Stored data entries:
====

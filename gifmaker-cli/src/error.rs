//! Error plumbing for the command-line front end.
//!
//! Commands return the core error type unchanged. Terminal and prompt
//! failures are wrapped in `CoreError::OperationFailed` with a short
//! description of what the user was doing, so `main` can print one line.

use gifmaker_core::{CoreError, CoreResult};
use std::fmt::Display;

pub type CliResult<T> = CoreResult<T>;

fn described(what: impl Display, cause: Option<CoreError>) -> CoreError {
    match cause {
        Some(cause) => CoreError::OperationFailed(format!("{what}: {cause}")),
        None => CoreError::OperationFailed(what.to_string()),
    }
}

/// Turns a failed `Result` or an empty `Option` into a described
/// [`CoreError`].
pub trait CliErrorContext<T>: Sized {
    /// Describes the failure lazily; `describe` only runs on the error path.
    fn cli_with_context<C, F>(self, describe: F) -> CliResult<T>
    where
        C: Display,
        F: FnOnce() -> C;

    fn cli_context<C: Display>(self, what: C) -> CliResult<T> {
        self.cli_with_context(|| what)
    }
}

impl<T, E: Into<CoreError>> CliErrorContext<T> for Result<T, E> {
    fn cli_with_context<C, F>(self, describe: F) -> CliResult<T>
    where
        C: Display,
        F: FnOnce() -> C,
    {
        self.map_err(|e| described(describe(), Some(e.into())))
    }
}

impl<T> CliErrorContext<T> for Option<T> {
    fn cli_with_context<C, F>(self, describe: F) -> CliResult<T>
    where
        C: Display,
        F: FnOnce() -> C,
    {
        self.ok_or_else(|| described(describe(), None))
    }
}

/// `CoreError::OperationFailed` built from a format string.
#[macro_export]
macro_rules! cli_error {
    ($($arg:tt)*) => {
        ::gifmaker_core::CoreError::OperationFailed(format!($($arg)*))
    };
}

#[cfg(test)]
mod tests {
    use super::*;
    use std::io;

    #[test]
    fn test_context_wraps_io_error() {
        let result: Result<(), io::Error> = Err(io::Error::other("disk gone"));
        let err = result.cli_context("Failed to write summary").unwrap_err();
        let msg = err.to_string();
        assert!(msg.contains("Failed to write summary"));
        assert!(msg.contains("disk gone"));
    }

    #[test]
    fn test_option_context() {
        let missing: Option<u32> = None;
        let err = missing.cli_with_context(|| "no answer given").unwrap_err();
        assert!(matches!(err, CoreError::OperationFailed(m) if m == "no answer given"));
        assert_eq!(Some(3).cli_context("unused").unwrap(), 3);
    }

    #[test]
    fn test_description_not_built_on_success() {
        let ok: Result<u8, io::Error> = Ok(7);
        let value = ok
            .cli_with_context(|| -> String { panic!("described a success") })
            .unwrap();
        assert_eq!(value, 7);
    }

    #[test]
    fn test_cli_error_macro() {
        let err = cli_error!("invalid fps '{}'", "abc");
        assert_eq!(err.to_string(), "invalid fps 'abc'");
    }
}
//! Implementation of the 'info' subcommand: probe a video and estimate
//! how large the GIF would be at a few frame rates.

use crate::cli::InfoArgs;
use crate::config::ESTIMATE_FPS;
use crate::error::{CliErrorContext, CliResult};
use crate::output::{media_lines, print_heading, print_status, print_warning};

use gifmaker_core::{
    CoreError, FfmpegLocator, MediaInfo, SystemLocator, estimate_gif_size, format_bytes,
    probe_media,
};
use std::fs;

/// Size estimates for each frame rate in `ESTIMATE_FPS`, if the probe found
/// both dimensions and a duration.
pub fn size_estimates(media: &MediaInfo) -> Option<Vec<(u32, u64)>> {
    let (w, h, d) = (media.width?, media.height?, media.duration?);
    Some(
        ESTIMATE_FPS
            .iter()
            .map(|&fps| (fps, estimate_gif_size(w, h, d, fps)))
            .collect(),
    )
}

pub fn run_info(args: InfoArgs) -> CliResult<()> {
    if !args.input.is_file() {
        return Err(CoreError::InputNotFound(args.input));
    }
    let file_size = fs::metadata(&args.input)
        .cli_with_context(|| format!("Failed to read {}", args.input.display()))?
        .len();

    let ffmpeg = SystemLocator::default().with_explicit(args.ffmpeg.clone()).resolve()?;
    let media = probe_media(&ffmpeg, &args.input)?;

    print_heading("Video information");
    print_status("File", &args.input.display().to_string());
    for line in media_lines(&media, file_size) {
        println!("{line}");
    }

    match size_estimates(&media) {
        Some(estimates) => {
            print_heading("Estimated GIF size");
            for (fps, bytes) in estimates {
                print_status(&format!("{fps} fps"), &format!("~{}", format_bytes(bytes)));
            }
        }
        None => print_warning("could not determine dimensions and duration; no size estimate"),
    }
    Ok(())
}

====

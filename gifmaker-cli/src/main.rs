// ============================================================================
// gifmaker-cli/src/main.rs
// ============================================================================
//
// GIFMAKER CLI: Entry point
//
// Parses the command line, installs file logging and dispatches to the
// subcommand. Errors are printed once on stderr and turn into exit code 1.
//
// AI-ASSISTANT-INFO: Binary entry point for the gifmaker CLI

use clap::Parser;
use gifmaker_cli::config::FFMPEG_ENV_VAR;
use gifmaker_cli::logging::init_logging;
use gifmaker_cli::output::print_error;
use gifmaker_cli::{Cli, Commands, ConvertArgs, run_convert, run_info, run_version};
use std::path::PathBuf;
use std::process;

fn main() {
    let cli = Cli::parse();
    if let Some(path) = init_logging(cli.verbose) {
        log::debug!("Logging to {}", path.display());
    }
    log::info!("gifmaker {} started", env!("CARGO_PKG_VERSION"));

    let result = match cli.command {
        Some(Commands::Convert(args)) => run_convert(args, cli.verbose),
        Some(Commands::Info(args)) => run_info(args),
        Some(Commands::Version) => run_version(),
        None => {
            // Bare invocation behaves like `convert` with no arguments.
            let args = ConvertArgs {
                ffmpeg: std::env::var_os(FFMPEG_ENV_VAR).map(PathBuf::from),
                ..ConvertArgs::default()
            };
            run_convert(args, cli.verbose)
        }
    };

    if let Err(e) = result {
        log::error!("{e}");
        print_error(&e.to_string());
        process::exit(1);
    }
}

====

Answer with one number: how many lines of the entries above include the word "point".

**ANSWER SECTION**
2